[[ Records to process open ]]

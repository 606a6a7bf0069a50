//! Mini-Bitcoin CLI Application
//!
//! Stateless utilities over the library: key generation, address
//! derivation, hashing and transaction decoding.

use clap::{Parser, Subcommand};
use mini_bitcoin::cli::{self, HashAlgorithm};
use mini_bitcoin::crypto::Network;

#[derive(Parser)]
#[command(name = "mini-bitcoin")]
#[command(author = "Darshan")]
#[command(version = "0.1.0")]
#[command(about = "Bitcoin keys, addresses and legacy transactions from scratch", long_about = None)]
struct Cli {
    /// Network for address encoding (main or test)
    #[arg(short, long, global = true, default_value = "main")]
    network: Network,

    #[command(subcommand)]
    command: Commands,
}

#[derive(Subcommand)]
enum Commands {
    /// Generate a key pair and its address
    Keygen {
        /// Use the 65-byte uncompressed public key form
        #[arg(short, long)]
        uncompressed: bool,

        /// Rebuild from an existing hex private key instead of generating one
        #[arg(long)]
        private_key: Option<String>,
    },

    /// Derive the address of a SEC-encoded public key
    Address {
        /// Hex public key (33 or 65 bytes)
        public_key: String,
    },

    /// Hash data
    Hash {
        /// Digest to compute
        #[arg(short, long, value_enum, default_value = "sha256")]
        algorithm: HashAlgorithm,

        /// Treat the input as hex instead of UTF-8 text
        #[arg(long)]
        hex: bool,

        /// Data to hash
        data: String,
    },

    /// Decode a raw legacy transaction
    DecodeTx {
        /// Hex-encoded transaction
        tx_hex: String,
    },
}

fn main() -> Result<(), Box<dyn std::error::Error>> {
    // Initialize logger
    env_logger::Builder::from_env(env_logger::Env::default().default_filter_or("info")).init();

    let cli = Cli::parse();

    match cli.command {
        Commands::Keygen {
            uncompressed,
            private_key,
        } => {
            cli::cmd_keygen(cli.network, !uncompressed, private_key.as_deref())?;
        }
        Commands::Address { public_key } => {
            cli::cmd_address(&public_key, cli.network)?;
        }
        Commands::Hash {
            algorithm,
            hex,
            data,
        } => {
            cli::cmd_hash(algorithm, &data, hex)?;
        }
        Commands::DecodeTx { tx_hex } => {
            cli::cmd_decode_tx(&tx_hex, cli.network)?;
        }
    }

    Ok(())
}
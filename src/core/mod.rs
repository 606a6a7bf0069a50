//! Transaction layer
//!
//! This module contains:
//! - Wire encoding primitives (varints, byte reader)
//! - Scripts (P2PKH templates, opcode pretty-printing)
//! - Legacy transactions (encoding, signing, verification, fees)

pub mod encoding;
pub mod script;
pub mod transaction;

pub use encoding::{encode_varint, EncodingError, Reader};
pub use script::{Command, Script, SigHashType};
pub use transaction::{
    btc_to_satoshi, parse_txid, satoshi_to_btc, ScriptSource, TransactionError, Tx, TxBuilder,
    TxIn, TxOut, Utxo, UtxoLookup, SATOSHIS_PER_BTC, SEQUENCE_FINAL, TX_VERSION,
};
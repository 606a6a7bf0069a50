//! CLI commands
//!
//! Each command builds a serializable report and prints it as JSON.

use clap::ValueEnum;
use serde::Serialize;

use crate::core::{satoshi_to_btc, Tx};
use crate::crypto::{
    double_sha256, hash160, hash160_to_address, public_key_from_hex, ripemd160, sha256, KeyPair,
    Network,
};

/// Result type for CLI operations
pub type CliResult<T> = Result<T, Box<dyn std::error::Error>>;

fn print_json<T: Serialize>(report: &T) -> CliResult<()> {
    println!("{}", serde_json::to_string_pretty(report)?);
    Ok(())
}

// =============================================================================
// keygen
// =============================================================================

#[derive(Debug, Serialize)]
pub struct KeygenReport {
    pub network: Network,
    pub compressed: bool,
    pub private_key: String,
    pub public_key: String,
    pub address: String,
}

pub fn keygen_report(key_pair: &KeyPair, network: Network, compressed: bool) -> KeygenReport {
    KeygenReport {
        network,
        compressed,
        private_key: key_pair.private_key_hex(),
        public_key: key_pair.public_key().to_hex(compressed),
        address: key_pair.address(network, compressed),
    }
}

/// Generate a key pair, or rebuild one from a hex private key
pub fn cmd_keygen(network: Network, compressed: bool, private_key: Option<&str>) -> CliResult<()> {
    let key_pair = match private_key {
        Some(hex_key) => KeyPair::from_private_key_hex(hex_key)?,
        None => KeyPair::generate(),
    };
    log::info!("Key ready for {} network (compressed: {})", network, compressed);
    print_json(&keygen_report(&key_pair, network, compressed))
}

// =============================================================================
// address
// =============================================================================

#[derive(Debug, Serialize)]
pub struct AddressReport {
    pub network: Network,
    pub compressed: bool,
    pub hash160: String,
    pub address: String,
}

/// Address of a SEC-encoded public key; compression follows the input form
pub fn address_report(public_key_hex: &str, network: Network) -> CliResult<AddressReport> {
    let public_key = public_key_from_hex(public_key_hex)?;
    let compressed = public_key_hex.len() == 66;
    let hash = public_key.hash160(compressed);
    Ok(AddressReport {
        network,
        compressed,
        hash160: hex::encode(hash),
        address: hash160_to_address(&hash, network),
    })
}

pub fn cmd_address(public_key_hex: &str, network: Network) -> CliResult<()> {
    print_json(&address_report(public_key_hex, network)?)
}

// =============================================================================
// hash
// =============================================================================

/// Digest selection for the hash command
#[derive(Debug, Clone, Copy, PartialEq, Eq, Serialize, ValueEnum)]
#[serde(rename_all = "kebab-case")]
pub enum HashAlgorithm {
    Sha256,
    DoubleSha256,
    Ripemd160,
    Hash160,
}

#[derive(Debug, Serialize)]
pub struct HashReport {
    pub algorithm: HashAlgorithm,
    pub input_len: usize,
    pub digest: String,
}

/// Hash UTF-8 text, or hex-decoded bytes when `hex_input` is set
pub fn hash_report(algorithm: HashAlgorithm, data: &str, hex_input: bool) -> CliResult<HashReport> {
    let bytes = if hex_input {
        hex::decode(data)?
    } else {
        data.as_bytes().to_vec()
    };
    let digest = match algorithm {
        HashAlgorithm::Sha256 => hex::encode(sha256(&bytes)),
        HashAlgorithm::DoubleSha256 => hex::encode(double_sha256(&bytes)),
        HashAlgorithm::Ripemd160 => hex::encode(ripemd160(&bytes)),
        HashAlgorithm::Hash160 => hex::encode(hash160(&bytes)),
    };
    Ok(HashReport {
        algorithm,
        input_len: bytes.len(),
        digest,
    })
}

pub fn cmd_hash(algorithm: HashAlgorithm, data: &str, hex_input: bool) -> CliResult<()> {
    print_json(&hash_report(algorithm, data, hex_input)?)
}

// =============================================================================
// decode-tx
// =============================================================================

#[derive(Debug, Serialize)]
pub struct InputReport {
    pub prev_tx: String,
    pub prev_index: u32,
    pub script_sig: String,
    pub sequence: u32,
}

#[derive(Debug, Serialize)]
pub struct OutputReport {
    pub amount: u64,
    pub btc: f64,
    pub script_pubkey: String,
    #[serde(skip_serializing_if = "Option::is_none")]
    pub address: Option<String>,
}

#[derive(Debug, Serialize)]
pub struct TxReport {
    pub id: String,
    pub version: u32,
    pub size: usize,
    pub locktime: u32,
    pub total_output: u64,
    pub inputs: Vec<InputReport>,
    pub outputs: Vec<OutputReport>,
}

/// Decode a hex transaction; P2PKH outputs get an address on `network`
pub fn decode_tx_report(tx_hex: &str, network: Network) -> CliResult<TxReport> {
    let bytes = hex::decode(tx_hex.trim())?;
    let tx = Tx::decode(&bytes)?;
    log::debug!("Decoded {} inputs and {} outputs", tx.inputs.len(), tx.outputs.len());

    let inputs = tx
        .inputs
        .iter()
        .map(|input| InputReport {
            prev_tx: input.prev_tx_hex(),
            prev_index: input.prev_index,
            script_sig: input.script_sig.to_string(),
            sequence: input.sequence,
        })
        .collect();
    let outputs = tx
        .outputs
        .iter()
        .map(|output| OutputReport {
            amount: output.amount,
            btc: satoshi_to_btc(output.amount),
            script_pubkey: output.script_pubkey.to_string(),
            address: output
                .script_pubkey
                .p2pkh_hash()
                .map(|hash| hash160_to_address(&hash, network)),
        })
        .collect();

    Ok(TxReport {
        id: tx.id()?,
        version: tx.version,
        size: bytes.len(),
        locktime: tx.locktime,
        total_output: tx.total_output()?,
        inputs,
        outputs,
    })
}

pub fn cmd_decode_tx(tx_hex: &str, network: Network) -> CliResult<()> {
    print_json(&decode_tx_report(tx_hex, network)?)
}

[[ Records to process closed ]]

▶ _Directions for this task_
Using the entries above, return each line in which the word "main" occurs.

▶ _Answer to this exercise_
    /// Network for address encoding (main or test)
    #[arg(short, long, global = true, default_value = "main")]
fn main() -> Result<(), Box<dyn std::error::Error>> {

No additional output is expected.